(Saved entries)

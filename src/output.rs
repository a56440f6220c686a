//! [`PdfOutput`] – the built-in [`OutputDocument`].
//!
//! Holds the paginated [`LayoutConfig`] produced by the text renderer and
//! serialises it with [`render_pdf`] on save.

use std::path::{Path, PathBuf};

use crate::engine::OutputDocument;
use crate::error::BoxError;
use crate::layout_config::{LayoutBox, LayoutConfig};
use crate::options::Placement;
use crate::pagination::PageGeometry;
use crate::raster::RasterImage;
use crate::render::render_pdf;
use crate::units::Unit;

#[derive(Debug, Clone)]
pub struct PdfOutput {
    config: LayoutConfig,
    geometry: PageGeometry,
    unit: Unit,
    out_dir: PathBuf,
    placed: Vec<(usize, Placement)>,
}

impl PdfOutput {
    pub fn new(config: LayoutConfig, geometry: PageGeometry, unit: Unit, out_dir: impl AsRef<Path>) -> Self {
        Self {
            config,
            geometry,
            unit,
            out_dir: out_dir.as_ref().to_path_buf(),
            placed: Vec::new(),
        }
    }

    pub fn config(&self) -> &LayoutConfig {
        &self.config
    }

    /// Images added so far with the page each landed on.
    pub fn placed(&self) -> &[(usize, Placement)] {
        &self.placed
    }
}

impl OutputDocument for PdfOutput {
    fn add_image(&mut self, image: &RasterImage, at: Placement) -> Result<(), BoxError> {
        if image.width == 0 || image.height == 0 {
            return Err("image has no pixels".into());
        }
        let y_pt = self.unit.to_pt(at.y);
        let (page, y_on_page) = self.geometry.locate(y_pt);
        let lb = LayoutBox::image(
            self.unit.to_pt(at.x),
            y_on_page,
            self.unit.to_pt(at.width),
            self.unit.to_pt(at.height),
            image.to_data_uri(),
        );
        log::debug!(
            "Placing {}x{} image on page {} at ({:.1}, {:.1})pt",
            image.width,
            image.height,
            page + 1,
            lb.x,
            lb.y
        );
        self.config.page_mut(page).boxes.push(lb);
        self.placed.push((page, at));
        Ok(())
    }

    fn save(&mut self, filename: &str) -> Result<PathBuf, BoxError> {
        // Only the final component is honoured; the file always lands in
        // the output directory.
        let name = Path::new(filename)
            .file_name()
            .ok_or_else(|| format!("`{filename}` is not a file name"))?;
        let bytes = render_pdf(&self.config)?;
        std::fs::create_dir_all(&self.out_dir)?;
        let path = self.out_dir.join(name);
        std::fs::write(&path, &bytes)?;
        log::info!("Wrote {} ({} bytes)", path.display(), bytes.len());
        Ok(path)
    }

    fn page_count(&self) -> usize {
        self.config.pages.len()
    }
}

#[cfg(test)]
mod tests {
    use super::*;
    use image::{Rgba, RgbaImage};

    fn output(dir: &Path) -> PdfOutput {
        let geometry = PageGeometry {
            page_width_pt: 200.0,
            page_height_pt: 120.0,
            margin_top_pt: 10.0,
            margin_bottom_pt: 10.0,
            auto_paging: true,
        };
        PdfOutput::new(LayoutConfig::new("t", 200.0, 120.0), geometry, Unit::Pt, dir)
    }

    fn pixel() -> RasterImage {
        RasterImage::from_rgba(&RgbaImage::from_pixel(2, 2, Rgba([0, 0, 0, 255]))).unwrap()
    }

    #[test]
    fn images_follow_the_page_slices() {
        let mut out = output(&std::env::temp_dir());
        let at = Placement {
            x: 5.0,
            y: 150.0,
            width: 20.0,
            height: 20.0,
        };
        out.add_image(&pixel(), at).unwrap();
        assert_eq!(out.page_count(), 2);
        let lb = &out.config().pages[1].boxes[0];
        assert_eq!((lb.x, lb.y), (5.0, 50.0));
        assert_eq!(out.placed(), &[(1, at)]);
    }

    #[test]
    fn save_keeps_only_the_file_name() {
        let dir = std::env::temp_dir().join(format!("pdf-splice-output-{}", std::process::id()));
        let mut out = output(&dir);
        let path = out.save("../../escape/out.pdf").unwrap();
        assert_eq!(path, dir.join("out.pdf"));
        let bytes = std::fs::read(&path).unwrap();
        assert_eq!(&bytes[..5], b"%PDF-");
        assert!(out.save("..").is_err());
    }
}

* * *

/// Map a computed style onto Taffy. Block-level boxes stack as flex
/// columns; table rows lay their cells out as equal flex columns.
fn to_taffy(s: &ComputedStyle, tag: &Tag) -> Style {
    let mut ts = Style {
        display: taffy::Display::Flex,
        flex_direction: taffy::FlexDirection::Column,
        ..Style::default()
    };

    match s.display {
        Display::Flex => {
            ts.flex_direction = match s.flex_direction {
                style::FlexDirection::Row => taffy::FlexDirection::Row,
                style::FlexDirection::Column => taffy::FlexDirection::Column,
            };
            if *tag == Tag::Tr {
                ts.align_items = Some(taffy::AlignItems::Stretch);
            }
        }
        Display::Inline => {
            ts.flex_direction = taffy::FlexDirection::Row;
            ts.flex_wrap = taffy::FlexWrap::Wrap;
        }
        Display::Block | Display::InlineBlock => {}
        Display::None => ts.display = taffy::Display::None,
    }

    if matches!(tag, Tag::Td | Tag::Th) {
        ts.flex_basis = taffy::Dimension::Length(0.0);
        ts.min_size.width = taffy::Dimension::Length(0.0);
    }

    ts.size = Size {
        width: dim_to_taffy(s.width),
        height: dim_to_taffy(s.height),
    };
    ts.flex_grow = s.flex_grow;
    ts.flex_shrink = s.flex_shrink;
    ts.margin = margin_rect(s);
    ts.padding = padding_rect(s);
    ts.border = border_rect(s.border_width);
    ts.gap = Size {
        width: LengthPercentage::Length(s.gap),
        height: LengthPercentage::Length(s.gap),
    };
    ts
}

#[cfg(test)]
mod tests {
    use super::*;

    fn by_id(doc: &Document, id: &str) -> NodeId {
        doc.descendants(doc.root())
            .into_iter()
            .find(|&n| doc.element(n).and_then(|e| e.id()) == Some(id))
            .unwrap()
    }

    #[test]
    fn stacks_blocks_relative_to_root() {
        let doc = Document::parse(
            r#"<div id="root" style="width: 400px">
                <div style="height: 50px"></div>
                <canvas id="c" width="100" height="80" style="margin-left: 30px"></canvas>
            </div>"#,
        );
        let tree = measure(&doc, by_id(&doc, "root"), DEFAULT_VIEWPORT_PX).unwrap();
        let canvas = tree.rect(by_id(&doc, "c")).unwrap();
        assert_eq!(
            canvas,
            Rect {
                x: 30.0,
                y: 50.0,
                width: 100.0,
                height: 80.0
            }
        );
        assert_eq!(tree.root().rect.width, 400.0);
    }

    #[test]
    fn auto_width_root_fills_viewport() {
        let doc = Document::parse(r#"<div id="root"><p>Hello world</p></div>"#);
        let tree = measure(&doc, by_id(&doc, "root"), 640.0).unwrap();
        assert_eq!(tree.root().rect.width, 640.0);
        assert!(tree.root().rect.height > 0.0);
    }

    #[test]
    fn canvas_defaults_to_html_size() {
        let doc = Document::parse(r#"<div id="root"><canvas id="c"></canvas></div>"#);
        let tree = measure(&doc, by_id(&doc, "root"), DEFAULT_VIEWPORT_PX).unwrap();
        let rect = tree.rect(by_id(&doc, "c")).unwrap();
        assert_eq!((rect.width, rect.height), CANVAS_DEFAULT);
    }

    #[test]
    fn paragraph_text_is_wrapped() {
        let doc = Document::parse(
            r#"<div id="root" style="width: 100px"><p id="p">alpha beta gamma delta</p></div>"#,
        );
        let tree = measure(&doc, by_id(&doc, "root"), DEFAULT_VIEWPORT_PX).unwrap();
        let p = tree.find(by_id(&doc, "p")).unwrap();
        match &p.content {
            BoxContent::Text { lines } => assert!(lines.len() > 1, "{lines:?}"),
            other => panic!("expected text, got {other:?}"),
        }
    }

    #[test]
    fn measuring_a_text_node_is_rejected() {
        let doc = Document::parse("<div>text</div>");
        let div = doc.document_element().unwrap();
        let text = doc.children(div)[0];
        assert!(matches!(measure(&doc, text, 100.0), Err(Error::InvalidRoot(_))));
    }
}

...

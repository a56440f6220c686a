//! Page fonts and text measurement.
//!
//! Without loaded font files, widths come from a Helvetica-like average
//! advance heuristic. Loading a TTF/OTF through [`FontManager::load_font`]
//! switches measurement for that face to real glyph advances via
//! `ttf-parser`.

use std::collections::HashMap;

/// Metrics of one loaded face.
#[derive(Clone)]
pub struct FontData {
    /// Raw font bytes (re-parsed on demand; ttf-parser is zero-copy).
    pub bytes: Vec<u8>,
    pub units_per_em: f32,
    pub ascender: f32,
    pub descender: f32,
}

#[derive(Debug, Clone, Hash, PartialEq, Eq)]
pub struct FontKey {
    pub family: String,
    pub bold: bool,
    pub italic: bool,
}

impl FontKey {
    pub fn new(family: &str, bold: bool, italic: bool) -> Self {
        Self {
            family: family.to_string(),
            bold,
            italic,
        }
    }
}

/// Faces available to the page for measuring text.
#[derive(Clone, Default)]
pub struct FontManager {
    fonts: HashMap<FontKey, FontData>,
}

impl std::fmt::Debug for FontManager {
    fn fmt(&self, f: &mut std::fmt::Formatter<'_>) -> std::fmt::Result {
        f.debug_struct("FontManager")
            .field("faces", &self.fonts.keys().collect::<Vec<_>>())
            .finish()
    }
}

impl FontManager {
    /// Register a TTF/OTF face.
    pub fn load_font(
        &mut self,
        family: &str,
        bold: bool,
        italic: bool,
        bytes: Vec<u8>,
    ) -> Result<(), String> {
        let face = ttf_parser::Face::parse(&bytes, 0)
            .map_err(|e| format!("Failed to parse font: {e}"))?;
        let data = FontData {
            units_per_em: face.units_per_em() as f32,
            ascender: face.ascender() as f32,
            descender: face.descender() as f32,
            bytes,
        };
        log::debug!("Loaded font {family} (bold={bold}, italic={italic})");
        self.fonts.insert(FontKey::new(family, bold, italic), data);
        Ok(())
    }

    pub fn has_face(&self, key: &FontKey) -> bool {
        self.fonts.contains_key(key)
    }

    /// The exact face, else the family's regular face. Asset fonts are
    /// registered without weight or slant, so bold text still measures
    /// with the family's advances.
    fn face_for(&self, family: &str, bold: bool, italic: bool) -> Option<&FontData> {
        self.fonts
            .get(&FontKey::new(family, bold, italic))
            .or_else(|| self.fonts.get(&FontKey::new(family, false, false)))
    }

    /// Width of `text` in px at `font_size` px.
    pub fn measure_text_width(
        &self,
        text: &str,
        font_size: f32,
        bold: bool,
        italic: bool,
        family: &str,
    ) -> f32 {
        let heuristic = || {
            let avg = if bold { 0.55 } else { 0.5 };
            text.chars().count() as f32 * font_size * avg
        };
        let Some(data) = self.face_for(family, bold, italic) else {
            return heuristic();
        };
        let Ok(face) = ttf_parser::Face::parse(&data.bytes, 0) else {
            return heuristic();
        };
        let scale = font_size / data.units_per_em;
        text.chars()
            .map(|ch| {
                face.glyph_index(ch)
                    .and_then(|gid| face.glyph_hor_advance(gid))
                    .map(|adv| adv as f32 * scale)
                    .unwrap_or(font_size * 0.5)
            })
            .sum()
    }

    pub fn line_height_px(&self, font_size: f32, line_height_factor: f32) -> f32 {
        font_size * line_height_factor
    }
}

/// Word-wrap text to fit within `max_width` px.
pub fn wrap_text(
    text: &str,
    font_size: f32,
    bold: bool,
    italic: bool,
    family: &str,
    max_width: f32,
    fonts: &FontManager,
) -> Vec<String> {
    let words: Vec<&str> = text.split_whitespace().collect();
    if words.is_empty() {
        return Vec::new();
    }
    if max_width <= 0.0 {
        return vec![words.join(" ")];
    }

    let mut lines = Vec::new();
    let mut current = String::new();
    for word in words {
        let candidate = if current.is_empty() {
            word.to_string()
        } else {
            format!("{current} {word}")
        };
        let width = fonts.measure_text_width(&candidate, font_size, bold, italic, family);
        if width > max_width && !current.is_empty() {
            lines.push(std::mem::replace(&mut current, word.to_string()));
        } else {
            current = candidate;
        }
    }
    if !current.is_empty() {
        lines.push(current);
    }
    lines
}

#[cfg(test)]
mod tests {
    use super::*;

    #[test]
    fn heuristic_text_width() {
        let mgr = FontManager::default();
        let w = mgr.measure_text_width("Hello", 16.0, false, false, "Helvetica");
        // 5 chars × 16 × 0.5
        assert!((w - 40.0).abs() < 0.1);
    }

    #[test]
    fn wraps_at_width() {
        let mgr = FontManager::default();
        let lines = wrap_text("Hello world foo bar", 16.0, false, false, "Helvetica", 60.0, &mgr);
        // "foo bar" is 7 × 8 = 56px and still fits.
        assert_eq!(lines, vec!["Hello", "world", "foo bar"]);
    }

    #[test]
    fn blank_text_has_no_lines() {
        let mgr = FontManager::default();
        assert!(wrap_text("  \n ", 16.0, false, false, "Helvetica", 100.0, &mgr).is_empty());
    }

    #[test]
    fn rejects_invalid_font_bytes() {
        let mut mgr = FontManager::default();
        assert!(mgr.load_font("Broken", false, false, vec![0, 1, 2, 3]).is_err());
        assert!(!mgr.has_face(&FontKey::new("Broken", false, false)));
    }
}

▶ _Problem description_
In the lines above, locate the string "LayoutConfig". Copy every line where it occurs.

▶ _Your solution_
//! Holds the paginated [`LayoutConfig`] produced by the text renderer and
use crate::layout_config::{LayoutBox, LayoutConfig};
    config: LayoutConfig,
    pub fn new(config: LayoutConfig, geometry: PageGeometry, unit: Unit, out_dir: impl AsRef<Path>) -> Self {
    pub fn config(&self) -> &LayoutConfig {
        PdfOutput::new(LayoutConfig::new("t", 200.0, 120.0), geometry, Unit::Pt, dir)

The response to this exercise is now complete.